What the task requires: What lines of the data hold the string "PgTypeInfo"? Pull each one out.

Records for the task:
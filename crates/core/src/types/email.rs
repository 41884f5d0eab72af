//! Email address type.

use core::fmt;

use serde::{Deserialize, Serialize};

/// Errors that can occur when parsing an [`Email`].
#[derive(thiserror::Error, Debug, Clone)]
pub enum EmailError {
    /// The input string is empty.
    #[error("email cannot be empty")]
    Empty,
    /// The input string is too long.
    #[error("email must be at most {max} characters")]
    TooLong {
        /// Maximum allowed length.
        max: usize,
    },
    /// The input does not contain an @ symbol.
    #[error("email must contain an @ symbol")]
    MissingAtSymbol,
    /// The local part (before @) is empty.
    #[error("email local part cannot be empty")]
    EmptyLocalPart,
    /// The domain part (after @) is empty.
    #[error("email domain cannot be empty")]
    EmptyDomain,
}

/// A structurally validated email address.
///
/// ## Constraints
///
/// - Length: 1-254 characters (RFC 5321 limit)
/// - Must contain an @ symbol with a non-empty local part and domain
///
/// ## Examples
///
/// ```
/// use brightclass_core::Email;
///
/// assert!(Email::parse("partner@brightclass.co").is_ok());
/// assert!(Email::parse("no-at-symbol").is_err());
/// assert!(Email::parse("@brightclass.co").is_err());
/// ```
#[derive(Debug, Clone, Serialize, Deserialize, PartialEq, Eq, Hash)]
#[serde(transparent)]
pub struct Email(String);

impl Email {
    /// Maximum length of an email address (RFC 5321).
    pub const MAX_LENGTH: usize = 254;

    /// Parse an `Email` from a string.
    ///
    /// # Errors
    ///
    /// Returns an error if the input is empty, longer than 254 characters,
    /// missing an @ symbol, or has an empty local part or domain.
    pub fn parse(s: &str) -> Result<Self, EmailError> {
        if s.is_empty() {
            return Err(EmailError::Empty);
        }

        if s.len() > Self::MAX_LENGTH {
            return Err(EmailError::TooLong {
                max: Self::MAX_LENGTH,
            });
        }

        let at_pos = s.find('@').ok_or(EmailError::MissingAtSymbol)?;

        if at_pos == 0 {
            return Err(EmailError::EmptyLocalPart);
        }

        if at_pos == s.len() - 1 {
            return Err(EmailError::EmptyDomain);
        }

        Ok(Self(s.to_owned()))
    }

    /// Returns the email address as a string slice.
    #[must_use]
    pub fn as_str(&self) -> &str {
        &self.0
    }

    /// Returns the domain part of the email (after the @).
    #[must_use]
    pub fn domain(&self) -> &str {
        self.0.split('@').nth(1).unwrap_or("")
    }

    /// Returns true if the email's domain equals `domain` or is a
    /// subdomain of it (case-insensitive).
    ///
    /// Used for the portal signup domain allowlists.
    #[must_use]
    pub fn matches_domain(&self, domain: &str) -> bool {
        let own = self.domain().to_ascii_lowercase();
        let want = domain.to_ascii_lowercase();
        own == want || own.ends_with(&format!(".{want}"))
    }
}

impl fmt::Display for Email {
    fn fmt(&self, f: &mut fmt::Formatter<'_>) -> fmt::Result {
        write!(f, "{}", self.0)
    }
}

impl std::str::FromStr for Email {
    type Err = EmailError;

    fn from_str(s: &str) -> Result<Self, Self::Err> {
        Self::parse(s)
    }
}

impl AsRef<str> for Email {
    fn as_ref(&self) -> &str {
        &self.0
    }
}

// SQLx support (with postgres feature)
#[cfg(feature = "postgres")]
impl sqlx::Type<sqlx::Postgres> for Email {
    fn type_info() -> sqlx::postgres::PgTypeInfo {
        <String as sqlx::Type<sqlx::Postgres>>::type_info()
    }

    fn compatible(ty: &sqlx::postgres::PgTypeInfo) -> bool {
        <String as sqlx::Type<sqlx::Postgres>>::compatible(ty)
    }
}

#[cfg(feature = "postgres")]
impl<'r> sqlx::Decode<'r, sqlx::Postgres> for Email {
    fn decode(value: sqlx::postgres::PgValueRef<'r>) -> Result<Self, sqlx::error::BoxDynError> {
        let s = <String as sqlx::Decode<sqlx::Postgres>>::decode(value)?;
        // Database values are assumed valid
        Ok(Self(s))
    }
}

#[cfg(feature = "postgres")]
impl sqlx::Encode<'_, sqlx::Postgres> for Email {
    fn encode_by_ref(
        &self,
        buf: &mut sqlx::postgres::PgArgumentBuffer,
    ) -> Result<sqlx::encode::IsNull, sqlx::error::BoxDynError> {
        <String as sqlx::Encode<sqlx::Postgres>>::encode_by_ref(&self.0, buf)
    }
}

#[cfg(test)]
#[allow(clippy::unwrap_used)]
mod tests {
    use super::*;

    #[test]
    fn test_parse_valid_emails() {
        assert!(Email::parse("user@example.com").is_ok());
        assert!(Email::parse("user.name+tag@example.com").is_ok());
        assert!(Email::parse("staff@lagos.brightclass.co").is_ok());
        assert!(Email::parse("a@b.c").is_ok());
    }

    #[test]
    fn test_parse_empty() {
        assert!(matches!(Email::parse(""), Err(EmailError::Empty)));
    }

    #[test]
    fn test_parse_too_long() {
        let long = format!("{}@example.com", "a".repeat(250));
        assert!(matches!(
            Email::parse(&long),
            Err(EmailError::TooLong { .. })
        ));
    }

    #[test]
    fn test_parse_missing_at() {
        assert!(matches!(
            Email::parse("no-at-symbol"),
            Err(EmailError::MissingAtSymbol)
        ));
    }

    #[test]
    fn test_parse_empty_parts() {
        assert!(matches!(
            Email::parse("@domain.com"),
            Err(EmailError::EmptyLocalPart)
        ));
        assert!(matches!(Email::parse("user@"), Err(EmailError::EmptyDomain)));
    }

    #[test]
    fn test_domain() {
        let email = Email::parse("user@example.com").unwrap();
        assert_eq!(email.domain(), "example.com");
    }

    #[test]
    fn test_matches_domain() {
        let email = Email::parse("partner@brightclass.co").unwrap();
        assert!(email.matches_domain("brightclass.co"));
        assert!(email.matches_domain("BRIGHTCLASS.CO"));
        assert!(!email.matches_domain("example.com"));

        let sub = Email::parse("staff@abuja.brightclass.co").unwrap();
        assert!(sub.matches_domain("brightclass.co"));
        // Suffix match requires a dot boundary
        let near = Email::parse("x@notbrightclass.co").unwrap();
        assert!(!near.matches_domain("brightclass.co"));
    }

    #[test]
    fn test_display_and_from_str() {
        let email: Email = "user@example.com".parse().unwrap();
        assert_eq!(format!("{email}"), "user@example.com");
        assert_eq!(email.as_str(), "user@example.com");
    }

    #[test]
    fn test_serde_roundtrip() {
        let email = Email::parse("user@example.com").unwrap();
        let json = serde_json::to_string(&email).unwrap();
        assert_eq!(json, "\"user@example.com\"");

        let parsed: Email = serde_json::from_str(&json).unwrap();
        assert_eq!(parsed, email);
    }
}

Task result:
    fn type_info() -> sqlx::postgres::PgTypeInfo {
    fn compatible(ty: &sqlx::postgres::PgTypeInfo) -> bool {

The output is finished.